WORK TO COMPLETE: Give back an exact copy of the lines in the records below, from the line that has "pub fn event(&self)" through the line that has "pub struct ProcessWebhook", and nothing besides.

SUPPLIED DATA:
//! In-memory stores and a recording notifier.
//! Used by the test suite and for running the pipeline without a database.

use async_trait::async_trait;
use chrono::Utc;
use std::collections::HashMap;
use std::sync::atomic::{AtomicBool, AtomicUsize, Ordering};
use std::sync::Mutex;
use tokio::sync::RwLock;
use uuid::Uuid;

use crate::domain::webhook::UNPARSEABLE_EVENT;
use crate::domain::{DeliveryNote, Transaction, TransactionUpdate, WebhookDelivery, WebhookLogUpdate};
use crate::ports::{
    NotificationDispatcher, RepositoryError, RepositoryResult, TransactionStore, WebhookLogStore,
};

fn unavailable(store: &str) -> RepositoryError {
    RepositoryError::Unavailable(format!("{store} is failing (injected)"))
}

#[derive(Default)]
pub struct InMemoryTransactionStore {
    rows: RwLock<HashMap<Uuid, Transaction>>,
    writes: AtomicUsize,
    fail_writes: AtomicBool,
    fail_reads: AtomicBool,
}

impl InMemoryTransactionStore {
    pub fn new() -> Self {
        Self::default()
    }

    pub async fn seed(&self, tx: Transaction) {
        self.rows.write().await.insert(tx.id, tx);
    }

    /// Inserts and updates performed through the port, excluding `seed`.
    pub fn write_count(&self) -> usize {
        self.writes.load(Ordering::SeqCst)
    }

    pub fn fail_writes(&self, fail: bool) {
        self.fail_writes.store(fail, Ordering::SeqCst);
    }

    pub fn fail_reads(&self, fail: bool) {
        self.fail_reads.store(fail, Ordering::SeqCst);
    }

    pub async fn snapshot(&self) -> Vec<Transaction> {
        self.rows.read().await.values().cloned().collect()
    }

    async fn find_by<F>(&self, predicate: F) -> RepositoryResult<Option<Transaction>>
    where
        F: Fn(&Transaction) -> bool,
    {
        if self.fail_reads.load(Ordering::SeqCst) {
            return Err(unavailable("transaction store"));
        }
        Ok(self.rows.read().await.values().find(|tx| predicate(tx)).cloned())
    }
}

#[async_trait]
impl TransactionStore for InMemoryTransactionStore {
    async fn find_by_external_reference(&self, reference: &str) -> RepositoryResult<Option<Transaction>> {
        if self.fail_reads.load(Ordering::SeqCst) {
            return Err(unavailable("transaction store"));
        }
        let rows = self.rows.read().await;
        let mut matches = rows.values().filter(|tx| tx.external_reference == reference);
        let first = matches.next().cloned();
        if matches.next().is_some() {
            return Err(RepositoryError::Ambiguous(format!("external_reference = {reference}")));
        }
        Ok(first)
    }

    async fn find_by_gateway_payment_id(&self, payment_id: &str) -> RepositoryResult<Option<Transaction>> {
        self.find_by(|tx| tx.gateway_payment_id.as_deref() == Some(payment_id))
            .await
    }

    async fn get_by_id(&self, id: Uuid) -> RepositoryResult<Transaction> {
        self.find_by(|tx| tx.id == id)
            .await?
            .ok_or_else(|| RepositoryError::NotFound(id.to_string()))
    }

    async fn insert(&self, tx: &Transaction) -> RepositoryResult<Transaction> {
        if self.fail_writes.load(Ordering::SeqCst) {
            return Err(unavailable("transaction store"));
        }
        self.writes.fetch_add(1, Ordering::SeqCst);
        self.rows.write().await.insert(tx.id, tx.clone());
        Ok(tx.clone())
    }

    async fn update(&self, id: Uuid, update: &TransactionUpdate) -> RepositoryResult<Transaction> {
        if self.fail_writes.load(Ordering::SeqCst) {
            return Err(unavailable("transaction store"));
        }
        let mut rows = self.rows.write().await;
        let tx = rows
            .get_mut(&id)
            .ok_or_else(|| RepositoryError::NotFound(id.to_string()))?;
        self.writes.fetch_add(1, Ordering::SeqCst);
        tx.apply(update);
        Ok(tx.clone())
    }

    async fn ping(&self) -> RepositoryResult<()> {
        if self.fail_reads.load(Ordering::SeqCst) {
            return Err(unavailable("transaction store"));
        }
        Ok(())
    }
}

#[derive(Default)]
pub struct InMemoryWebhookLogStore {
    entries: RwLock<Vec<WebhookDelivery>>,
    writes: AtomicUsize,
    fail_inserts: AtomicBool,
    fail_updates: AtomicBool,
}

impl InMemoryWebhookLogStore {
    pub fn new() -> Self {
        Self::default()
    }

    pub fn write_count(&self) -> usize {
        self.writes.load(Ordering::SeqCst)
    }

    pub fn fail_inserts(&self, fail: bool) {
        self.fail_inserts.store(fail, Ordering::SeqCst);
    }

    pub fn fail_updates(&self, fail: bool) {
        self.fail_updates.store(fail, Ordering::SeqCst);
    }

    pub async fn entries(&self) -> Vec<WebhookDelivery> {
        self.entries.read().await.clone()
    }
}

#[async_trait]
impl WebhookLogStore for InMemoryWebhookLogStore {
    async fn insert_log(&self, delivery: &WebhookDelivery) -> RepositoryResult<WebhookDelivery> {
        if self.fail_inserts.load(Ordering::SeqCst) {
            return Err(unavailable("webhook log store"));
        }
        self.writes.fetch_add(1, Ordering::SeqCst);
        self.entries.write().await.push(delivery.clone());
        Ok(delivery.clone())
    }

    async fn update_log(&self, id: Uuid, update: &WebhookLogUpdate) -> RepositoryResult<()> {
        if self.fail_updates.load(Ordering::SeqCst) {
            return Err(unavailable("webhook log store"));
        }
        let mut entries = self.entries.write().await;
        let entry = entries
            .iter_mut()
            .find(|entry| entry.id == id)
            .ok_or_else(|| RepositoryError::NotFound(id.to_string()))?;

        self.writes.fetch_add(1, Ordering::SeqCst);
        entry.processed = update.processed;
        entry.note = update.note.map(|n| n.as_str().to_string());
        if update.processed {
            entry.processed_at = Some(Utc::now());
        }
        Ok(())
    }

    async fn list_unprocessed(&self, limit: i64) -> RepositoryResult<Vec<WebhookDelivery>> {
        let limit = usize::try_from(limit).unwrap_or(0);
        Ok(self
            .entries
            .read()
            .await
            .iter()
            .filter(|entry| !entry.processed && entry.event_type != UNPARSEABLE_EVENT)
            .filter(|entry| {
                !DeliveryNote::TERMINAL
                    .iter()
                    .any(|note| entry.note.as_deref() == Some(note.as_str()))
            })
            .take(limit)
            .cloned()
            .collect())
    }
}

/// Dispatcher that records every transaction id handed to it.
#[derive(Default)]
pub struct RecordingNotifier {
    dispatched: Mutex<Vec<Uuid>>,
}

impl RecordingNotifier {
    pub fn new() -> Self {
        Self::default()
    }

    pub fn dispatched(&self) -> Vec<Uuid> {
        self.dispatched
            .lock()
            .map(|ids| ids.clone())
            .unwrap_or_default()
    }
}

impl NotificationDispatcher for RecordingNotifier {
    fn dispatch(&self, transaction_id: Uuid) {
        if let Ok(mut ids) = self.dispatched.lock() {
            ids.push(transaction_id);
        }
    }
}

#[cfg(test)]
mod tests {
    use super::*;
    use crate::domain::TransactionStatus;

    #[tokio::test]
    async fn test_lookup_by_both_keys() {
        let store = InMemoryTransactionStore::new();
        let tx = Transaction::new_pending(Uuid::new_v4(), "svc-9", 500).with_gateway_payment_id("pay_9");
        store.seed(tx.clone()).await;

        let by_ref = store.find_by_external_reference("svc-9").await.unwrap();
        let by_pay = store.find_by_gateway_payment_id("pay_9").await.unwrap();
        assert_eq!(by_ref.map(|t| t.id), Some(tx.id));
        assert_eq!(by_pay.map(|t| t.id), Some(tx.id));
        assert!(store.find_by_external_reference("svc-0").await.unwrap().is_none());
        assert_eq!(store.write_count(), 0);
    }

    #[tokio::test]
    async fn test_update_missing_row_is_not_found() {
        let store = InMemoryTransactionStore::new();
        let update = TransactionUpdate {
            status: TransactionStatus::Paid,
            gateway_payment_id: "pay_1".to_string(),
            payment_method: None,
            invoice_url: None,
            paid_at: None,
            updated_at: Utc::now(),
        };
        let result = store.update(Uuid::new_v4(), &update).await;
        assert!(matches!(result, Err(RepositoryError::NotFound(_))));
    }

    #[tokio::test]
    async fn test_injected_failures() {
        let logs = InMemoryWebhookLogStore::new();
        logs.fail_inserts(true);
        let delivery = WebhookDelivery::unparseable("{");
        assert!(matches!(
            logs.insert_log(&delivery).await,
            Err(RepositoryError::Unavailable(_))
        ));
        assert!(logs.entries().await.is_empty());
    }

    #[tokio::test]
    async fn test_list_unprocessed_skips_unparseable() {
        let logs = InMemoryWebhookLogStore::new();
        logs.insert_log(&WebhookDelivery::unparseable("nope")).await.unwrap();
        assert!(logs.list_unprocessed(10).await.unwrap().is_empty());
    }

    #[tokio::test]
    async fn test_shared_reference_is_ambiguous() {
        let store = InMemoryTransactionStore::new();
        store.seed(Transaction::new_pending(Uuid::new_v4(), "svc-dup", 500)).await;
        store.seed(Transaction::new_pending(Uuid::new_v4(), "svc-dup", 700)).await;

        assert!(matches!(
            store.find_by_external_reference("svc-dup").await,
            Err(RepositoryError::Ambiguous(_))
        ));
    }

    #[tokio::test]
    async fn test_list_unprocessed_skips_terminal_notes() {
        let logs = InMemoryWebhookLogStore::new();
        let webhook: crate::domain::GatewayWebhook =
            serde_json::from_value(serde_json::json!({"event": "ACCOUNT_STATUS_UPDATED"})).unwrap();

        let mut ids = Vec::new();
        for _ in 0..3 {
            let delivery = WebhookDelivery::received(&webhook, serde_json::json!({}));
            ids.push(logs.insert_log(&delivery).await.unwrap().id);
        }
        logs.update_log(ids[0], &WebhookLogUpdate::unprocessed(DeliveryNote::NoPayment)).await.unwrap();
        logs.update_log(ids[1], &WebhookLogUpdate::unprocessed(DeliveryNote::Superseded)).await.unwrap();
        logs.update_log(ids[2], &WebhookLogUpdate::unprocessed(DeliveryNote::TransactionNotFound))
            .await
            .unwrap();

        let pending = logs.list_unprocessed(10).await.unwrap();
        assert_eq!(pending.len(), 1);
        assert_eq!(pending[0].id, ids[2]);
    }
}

---

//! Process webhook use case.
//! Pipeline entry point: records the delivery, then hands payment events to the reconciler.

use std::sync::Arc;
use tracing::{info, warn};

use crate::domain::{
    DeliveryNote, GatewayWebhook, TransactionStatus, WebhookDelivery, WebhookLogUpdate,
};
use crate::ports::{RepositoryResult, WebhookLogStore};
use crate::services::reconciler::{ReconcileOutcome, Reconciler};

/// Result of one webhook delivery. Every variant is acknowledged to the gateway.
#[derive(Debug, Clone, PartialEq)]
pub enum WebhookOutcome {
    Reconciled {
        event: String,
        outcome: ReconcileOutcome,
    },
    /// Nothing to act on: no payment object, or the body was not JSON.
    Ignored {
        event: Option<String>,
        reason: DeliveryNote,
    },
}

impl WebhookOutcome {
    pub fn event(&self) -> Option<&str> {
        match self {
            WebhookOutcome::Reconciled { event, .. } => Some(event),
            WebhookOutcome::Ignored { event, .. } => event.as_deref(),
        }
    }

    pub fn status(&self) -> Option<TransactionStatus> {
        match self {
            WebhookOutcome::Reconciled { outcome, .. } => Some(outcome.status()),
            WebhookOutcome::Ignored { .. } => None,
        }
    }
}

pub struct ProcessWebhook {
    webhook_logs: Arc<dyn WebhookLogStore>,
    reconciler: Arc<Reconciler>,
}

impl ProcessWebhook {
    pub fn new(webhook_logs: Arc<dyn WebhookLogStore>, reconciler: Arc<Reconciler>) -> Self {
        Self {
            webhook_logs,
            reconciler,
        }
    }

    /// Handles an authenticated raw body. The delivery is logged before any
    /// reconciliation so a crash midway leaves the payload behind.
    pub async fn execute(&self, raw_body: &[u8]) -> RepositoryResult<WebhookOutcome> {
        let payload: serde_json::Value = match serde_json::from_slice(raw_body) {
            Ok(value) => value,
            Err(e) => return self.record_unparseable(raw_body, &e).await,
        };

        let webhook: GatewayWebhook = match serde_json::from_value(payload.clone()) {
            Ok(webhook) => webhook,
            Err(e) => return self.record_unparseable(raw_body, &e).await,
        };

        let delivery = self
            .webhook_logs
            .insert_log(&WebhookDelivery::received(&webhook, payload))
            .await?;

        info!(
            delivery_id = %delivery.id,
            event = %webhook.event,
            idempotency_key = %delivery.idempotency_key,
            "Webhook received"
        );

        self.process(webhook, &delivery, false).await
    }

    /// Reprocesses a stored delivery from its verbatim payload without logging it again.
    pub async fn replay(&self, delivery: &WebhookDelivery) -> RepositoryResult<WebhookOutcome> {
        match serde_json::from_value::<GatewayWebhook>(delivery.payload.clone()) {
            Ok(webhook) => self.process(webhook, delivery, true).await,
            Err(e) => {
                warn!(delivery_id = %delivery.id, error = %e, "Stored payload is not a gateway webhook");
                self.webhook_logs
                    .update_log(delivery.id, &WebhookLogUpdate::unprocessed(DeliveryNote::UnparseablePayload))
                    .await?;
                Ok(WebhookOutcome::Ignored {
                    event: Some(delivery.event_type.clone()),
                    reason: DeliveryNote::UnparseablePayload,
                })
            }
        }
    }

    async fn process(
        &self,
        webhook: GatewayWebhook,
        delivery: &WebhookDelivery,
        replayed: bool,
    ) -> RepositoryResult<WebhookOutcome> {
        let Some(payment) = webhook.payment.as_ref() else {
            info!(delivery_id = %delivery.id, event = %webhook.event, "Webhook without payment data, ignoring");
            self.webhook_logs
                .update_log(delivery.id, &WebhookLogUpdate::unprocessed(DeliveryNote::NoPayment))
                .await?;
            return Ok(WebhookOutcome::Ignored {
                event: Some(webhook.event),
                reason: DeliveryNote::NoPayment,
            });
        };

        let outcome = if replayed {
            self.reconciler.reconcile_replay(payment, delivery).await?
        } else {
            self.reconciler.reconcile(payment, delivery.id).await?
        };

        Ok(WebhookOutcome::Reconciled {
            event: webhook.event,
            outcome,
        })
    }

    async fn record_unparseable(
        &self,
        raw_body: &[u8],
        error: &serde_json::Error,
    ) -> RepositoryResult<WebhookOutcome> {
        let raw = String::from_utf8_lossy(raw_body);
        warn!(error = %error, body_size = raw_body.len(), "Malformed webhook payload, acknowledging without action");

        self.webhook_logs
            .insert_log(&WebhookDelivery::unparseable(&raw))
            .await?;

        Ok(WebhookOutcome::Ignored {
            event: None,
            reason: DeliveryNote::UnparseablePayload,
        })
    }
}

...

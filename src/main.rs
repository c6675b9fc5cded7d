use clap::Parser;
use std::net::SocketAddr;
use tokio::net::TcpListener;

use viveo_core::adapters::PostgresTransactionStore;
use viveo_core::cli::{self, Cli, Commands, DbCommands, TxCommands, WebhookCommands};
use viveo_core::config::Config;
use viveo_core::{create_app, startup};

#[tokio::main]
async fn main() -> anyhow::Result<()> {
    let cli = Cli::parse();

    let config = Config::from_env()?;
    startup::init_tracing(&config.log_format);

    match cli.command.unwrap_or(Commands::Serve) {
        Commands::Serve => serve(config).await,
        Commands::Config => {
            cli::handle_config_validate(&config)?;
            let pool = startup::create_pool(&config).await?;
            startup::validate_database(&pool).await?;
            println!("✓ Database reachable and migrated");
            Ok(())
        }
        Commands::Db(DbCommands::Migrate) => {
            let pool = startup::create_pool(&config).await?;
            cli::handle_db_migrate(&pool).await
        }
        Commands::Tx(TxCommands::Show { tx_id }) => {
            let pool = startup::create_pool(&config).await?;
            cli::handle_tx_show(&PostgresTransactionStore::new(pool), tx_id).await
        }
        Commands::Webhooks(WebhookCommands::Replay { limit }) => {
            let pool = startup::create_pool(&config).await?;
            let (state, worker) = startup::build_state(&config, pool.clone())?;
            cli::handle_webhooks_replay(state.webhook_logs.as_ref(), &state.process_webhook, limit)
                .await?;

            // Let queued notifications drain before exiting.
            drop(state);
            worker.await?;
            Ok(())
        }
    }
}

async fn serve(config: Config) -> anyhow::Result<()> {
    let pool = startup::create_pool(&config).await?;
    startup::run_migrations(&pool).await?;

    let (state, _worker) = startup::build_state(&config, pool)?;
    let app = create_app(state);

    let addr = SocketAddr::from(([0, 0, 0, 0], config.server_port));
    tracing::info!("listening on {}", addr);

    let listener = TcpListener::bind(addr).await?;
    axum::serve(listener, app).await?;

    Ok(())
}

OUTPUT OF THE EXERCISE:
    pub fn event(&self) -> Option<&str> {
        match self {
            WebhookOutcome::Reconciled { event, .. } => Some(event),
            WebhookOutcome::Ignored { event, .. } => event.as_deref(),
        }
    }

    pub fn status(&self) -> Option<TransactionStatus> {
        match self {
            WebhookOutcome::Reconciled { outcome, .. } => Some(outcome.status()),
            WebhookOutcome::Ignored { .. } => None,
        }
    }
}

pub struct ProcessWebhook {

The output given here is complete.